§ What the exercise asks:
Every line of the data that contains the string "loop" must be copied.

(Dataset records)
===============
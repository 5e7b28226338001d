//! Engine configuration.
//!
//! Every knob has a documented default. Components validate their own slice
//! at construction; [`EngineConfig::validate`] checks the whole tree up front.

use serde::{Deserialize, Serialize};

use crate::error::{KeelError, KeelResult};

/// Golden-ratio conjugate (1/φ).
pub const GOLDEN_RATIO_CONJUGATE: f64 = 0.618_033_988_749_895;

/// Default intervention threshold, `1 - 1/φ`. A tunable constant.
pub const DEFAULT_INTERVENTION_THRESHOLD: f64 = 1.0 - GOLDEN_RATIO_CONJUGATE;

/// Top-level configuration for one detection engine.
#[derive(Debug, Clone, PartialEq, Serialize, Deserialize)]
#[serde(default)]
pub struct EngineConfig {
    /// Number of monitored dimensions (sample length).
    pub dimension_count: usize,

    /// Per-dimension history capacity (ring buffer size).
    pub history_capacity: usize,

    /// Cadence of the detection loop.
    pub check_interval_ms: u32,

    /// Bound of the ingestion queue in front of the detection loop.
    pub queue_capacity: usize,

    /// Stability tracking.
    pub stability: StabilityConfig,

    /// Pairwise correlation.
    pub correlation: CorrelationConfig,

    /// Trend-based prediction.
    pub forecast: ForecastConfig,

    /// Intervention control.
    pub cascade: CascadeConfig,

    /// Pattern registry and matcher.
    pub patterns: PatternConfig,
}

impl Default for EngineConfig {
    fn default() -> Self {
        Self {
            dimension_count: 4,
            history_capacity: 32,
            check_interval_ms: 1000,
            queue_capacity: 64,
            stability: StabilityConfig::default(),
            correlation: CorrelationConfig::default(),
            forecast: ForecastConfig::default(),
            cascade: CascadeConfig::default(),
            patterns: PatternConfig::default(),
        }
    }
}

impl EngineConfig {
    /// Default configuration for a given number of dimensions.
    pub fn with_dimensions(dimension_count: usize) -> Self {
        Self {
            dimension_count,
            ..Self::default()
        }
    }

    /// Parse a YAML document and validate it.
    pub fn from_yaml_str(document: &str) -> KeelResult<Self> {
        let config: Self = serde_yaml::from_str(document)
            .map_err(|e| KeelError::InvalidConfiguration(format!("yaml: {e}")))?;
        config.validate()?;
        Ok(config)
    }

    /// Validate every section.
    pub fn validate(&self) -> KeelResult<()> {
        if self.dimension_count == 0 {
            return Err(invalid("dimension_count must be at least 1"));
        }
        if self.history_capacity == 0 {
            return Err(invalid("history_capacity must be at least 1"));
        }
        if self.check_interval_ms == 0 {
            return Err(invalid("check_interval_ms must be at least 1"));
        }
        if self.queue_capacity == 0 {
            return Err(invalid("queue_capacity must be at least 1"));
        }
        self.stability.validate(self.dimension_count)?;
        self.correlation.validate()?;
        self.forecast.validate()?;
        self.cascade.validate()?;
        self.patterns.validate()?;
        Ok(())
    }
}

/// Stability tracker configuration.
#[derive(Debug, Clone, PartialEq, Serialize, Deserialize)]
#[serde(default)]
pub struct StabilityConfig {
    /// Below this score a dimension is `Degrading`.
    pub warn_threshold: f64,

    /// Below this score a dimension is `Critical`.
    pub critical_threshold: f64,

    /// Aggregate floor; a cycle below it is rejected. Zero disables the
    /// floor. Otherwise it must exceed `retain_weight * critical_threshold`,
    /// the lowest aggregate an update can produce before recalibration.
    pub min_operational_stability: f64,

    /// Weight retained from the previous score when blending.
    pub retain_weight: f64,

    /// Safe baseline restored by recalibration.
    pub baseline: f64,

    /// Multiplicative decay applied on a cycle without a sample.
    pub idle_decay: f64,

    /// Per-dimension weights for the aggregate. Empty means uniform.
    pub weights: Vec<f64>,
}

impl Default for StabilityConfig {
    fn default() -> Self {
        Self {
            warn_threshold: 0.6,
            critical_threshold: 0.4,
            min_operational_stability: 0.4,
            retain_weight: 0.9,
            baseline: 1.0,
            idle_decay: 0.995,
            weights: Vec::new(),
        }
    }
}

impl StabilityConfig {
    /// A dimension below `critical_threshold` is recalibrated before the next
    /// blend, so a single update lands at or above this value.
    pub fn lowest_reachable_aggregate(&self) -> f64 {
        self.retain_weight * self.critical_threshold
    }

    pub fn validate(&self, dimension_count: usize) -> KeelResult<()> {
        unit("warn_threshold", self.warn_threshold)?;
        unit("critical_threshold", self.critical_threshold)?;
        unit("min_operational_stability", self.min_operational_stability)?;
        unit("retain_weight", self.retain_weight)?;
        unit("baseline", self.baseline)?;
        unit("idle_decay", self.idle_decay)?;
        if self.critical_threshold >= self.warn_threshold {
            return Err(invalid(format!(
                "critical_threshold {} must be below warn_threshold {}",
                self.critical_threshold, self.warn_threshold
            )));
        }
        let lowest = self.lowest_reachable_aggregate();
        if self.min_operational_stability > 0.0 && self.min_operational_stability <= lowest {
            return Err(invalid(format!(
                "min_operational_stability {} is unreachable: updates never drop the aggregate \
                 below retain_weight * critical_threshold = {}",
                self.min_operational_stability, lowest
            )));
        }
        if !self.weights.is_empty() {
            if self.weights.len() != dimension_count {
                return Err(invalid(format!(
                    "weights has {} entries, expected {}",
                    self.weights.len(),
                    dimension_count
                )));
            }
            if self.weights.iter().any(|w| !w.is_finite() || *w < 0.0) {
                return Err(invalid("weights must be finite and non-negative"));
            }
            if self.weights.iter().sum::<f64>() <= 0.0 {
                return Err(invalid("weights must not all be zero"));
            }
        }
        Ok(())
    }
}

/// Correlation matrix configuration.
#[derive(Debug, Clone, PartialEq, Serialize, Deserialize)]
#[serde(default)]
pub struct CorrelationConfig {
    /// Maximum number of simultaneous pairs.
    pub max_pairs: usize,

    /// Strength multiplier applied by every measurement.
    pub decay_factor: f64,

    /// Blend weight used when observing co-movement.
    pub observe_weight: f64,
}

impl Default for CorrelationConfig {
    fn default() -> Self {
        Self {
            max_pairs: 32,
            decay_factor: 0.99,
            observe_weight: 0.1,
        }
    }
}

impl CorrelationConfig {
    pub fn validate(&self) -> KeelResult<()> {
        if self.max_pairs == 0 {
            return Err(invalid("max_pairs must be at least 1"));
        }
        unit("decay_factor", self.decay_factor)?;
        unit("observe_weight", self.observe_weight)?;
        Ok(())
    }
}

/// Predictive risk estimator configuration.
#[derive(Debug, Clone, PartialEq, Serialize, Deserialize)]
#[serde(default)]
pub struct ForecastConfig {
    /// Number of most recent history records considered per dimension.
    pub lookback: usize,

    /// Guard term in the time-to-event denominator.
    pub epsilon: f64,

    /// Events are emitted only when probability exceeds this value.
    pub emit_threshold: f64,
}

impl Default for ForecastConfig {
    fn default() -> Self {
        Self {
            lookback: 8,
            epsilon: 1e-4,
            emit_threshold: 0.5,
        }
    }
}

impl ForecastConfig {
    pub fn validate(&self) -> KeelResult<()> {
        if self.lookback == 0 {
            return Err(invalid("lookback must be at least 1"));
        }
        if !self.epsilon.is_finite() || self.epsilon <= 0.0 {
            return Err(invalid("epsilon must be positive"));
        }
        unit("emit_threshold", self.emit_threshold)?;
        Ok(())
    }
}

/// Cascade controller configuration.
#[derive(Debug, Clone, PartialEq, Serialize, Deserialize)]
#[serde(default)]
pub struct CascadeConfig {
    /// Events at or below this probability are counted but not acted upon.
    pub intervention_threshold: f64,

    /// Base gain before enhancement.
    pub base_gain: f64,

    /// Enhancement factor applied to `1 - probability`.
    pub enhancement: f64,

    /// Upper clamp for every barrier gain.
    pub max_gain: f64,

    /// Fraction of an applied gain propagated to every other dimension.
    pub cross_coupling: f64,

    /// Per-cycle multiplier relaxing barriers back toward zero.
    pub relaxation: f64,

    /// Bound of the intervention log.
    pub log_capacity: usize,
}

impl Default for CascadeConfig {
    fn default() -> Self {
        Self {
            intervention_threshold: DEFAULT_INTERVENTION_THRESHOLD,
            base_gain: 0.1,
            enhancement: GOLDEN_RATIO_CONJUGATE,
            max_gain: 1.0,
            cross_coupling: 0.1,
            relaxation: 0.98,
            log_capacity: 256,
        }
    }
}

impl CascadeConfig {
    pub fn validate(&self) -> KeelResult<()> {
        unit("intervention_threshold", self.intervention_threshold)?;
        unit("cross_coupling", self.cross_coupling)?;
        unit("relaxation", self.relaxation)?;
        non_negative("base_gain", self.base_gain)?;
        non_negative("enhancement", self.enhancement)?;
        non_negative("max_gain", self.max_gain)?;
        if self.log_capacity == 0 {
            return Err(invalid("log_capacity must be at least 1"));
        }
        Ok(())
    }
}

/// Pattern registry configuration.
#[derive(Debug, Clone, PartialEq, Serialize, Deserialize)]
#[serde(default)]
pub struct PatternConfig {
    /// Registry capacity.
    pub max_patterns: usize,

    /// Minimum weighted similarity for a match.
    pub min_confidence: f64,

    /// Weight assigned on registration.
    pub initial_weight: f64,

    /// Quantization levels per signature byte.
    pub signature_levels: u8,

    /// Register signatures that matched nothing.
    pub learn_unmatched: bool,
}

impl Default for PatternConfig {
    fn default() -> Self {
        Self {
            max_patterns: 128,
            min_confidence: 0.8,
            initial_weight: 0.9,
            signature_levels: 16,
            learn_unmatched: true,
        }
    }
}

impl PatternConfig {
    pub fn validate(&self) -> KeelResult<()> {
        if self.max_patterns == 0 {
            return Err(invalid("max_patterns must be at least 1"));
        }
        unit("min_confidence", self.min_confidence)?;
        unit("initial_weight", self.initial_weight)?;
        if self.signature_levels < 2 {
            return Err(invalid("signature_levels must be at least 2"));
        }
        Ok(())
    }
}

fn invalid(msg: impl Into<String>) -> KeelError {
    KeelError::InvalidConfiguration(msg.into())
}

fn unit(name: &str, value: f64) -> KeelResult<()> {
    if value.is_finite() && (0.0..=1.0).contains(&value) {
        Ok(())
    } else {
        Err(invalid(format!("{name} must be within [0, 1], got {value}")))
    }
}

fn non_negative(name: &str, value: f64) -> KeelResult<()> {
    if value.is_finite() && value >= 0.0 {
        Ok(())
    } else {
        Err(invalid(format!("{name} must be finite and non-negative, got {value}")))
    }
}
===============
§ Output of the exercise:
    /// Cadence of the detection loop.
    /// Bound of the ingestion queue in front of the detection loop.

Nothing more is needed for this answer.